A scruple is an apothecary unit equal to 20 grains or approximately 1.296 grams. Three scruples make one apothecary dram, and 24 scruples make one apothecary ounce. The unit was standard in pharmaceutical compounding until the metric system replaced apothecary weights in modern practice.

### Is the weight scruple related to the word for moral doubt?

Yes, both meanings share the same Latin root 'scrupulus,' meaning a small sharp stone. The idea was that a scruple of conscience pricks you like a small stone in your shoe, while a scruple of weight is similarly small and pointed in its precision. Both convey the notion of something tiny but significant.

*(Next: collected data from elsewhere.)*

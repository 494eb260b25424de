//! User management REST API handlers

use axum::{
    extract::{Path, State},
    http::StatusCode,
    Extension, Json,
};

use super::dto::{UpdateProfileRequest, UserResponse};
use crate::application::services::ProfileUpdate;
use crate::interfaces::http::common::{error_response, ApiResponse, ValidatedJson};
use crate::interfaces::http::middleware::AuthenticatedUser;
use crate::interfaces::http::router::ApiState;

#[utoipa::path(
    get,
    path = "/api/v1/users",
    tag = "Users",
    security(("bearer_auth" = [])),
    responses(
        (status = 200, description = "All registered accounts", body = ApiResponse<Vec<UserResponse>>),
        (status = 403, description = "Admin role required")
    )
)]
pub async fn list_users(
    State(state): State<ApiState>,
    Extension(user): Extension<AuthenticatedUser>,
) -> Result<Json<ApiResponse<Vec<UserResponse>>>, (StatusCode, Json<ApiResponse<()>>)> {
    let users = state
        .users
        .list_users(&user.caller())
        .await
        .map_err(error_response)?;
    Ok(Json(ApiResponse::success(
        users.into_iter().map(Into::into).collect(),
    )))
}

#[utoipa::path(
    post,
    path = "/api/v1/users/{id}/ban",
    tag = "Users",
    security(("bearer_auth" = [])),
    params(("id" = String, Path, description = "User ID")),
    responses(
        (status = 200, description = "User banned"),
        (status = 403, description = "Admin role required"),
        (status = 404, description = "Not found"),
        (status = 409, description = "Cannot ban an admin")
    )
)]
pub async fn ban_user(
    State(state): State<ApiState>,
    Extension(user): Extension<AuthenticatedUser>,
    Path(id): Path<String>,
) -> Result<Json<ApiResponse<String>>, (StatusCode, Json<ApiResponse<()>>)> {
    state
        .users
        .ban(&user.caller(), &id)
        .await
        .map_err(error_response)?;
    Ok(Json(ApiResponse::success("Banned".to_string())))
}

#[utoipa::path(
    post,
    path = "/api/v1/users/{id}/unban",
    tag = "Users",
    security(("bearer_auth" = [])),
    params(("id" = String, Path, description = "User ID")),
    responses(
        (status = 200, description = "User unbanned"),
        (status = 403, description = "Admin role required"),
        (status = 404, description = "Not found")
    )
)]
pub async fn unban_user(
    State(state): State<ApiState>,
    Extension(user): Extension<AuthenticatedUser>,
    Path(id): Path<String>,
) -> Result<Json<ApiResponse<String>>, (StatusCode, Json<ApiResponse<()>>)> {
    state
        .users
        .unban(&user.caller(), &id)
        .await
        .map_err(error_response)?;
    Ok(Json(ApiResponse::success("Active".to_string())))
}

#[utoipa::path(
    get,
    path = "/api/v1/profile",
    tag = "Users",
    security(("bearer_auth" = [])),
    responses(
        (status = 200, description = "Caller's profile", body = ApiResponse<UserResponse>)
    )
)]
pub async fn get_profile(
    State(state): State<ApiState>,
    Extension(user): Extension<AuthenticatedUser>,
) -> Result<Json<ApiResponse<UserResponse>>, (StatusCode, Json<ApiResponse<()>>)> {
    let profile = state
        .users
        .profile(&user.caller())
        .await
        .map_err(error_response)?;
    Ok(Json(ApiResponse::success(profile.into())))
}

#[utoipa::path(
    put,
    path = "/api/v1/profile",
    tag = "Users",
    security(("bearer_auth" = [])),
    request_body = UpdateProfileRequest,
    responses(
        (status = 200, description = "Profile updated", body = ApiResponse<UserResponse>),
        (status = 422, description = "Validation error")
    )
)]
pub async fn update_profile(
    State(state): State<ApiState>,
    Extension(user): Extension<AuthenticatedUser>,
    ValidatedJson(req): ValidatedJson<UpdateProfileRequest>,
) -> Result<Json<ApiResponse<UserResponse>>, (StatusCode, Json<ApiResponse<()>>)> {
    let profile = state
        .users
        .update_profile(
            &user.caller(),
            ProfileUpdate {
                username: req.username,
                email: req.email,
                address: req.address,
                pin_code: req.pin_code,
            },
        )
        .await
        .map_err(error_response)?;
    Ok(Json(ApiResponse::success(profile.into())))
}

## Non-Frequently Asked Questions

### If I have no scruples, does that mean I weigh nothing?

Only in the apothecary sense. Having zero scruples of weight means you have zero times 1.296 grams, which is indeed nothing on the scale. Having no moral scruples, however, is an entirely different matter that pharmacists were traditionally not qualified to diagnose, though they may have had opinions.

### Could Shakespeare have used 'scruple' as both a weight and a pun?

Shakespeare absolutely used 'scruple' with deliberate double meaning. In several plays, characters refer to scruples in contexts where both the pharmaceutical weight and the moral hesitation apply simultaneously. Elizabethan audiences, accustomed to apothecary terminology, would have caught both meanings instantly.

### If I weighed my moral dilemmas in scruples, how heavy would Monday be?

Assuming each moral dilemma weighs one scruple (1.296 grams), and the average Monday produces about five ethical quandaries (coffee ethics, commute choices, email tone, lunch decisions, and the 3 PM productivity crisis), your Monday would weigh 6.48 grams or about 0.23 ounces of moral uncertainty.